WORK INSTRUCTIONS:
In the data that follows, find the line with "Migration machine name."; transcribe it, every later line up to the one with "use std::str::FromStr;", and that line as well, exactly and with no others.

Stored dataset items:
=== Section Start ===

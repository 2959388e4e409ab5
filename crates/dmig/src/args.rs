use clap::{Args, Parser, Subcommand, ValueEnum};
use std::path::PathBuf;

/// Project-driven data migrations between heterogeneous stores.
#[derive(Debug, Parser)]
#[command(name = "dmig", version, about)]
pub struct Cli {
    /// Project machine name; the project file is
    /// `<directory>/<project>-dmk.yml`.
    #[arg(short = 'p', long)]
    pub project: String,

    /// Directory holding the project file and the persistent KV stores.
    #[arg(short = 'd', long, default_value = ".")]
    pub directory: PathBuf,

    /// Accept any SSH host key instead of checking known_hosts.
    #[arg(long)]
    pub insecure_host_keys: bool,

    #[command(subcommand)]
    pub command: Command,
}

#[derive(Debug, Subcommand)]
pub enum Command {
    /// Run a migration.
    Run(RunArgs),
    /// List project components.
    List {
        #[arg(value_enum, default_value_t = ComponentKind::Migrations)]
        kind: ComponentKind,
    },
    /// Describe one component as YAML.
    Describe {
        #[arg(value_enum)]
        kind: ComponentKind,
        machine_name: String,
    },
}

#[derive(Debug, Args)]
pub struct RunArgs {
    /// Traverse the source without writing to the destination.
    #[arg(short = 'd', long)]
    pub dry_run: bool,

    /// Per-record and setup-detail events.
    #[arg(short = 'v', long)]
    pub verbose: bool,

    /// Omit timestamps and zero durations (deterministic output).
    #[arg(short = 'n', long)]
    pub no_time: bool,

    /// Only errors and the terminal event.
    #[arg(short = 'q', long)]
    pub quiet: bool,

    /// Emit events as JSON lines instead of human text.
    #[arg(short = 'l', long)]
    pub log_out: bool,

    /// Stop after N destination writes (0 = unlimited).
    #[arg(long, default_value_t = 0)]
    pub limit: u64,

    /// Migration machine name.
    pub migration: String,

    /// Positional source-query args.
    pub args: Vec<String>,
}

#[derive(Debug, Clone, Copy, PartialEq, Eq, ValueEnum)]
pub enum ComponentKind {
    Databases,
    Tunnels,
    Migrations,
}
use std::fmt::{Display, Formatter};
use std::str::FromStr;

use serde::{Deserialize, Serialize};
use thiserror::Error;

pub const COURSE_NO_LENGTH: usize = 6;

/// A course identifier, always exactly six characters long.
#[derive(Debug, PartialEq, Eq, Hash)]
#[derive(Deserialize, Serialize)]
#[derive(Clone)]
#[serde(try_from = "String", into = "String")]
pub struct CourseNo(String);

#[derive(Debug, Error, PartialEq, Eq)]
#[error("{value:?} is not a 6 character course number")]
pub struct CourseNoParseError {
    pub value: String,
}

impl CourseNo {
    pub fn as_str(&self) -> &str {
        &self.0
    }
}

impl FromStr for CourseNo {
    type Err = CourseNoParseError;

    fn from_str(s: &str) -> Result<Self, Self::Err> {
        if s.chars().count() != COURSE_NO_LENGTH {
            return Err(CourseNoParseError { value: s.to_owned() });
        }
        Ok(CourseNo(s.to_owned()))
    }
}

impl TryFrom<String> for CourseNo {
    type Error = CourseNoParseError;

    fn try_from(value: String) -> Result<Self, Self::Error> {
        CourseNo::from_str(&value)
    }
}

impl From<CourseNo> for String {
    fn from(course_no: CourseNo) -> Self {
        course_no.0
    }
}

impl Display for CourseNo {
    fn fmt(&self, f: &mut Formatter<'_>) -> std::fmt::Result {
        f.write_str(&self.0)
    }
}

#[derive(Debug, PartialEq, Eq)]
#[derive(Deserialize, Serialize)]
#[derive(Clone)]
pub struct Course {
    #[serde(rename = "courseNo")]
    pub course_no: CourseNo,
    pub title: String,
}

=== Section End ===

SOLUTION TO THIS EXERCISE:
    /// Migration machine name.
    pub migration: String,

    /// Positional source-query args.
    pub args: Vec<String>,
}

#[derive(Debug, Clone, Copy, PartialEq, Eq, ValueEnum)]
pub enum ComponentKind {
    Databases,
    Tunnels,
    Migrations,
}
use std::fmt::{Display, Formatter};
use std::str::FromStr;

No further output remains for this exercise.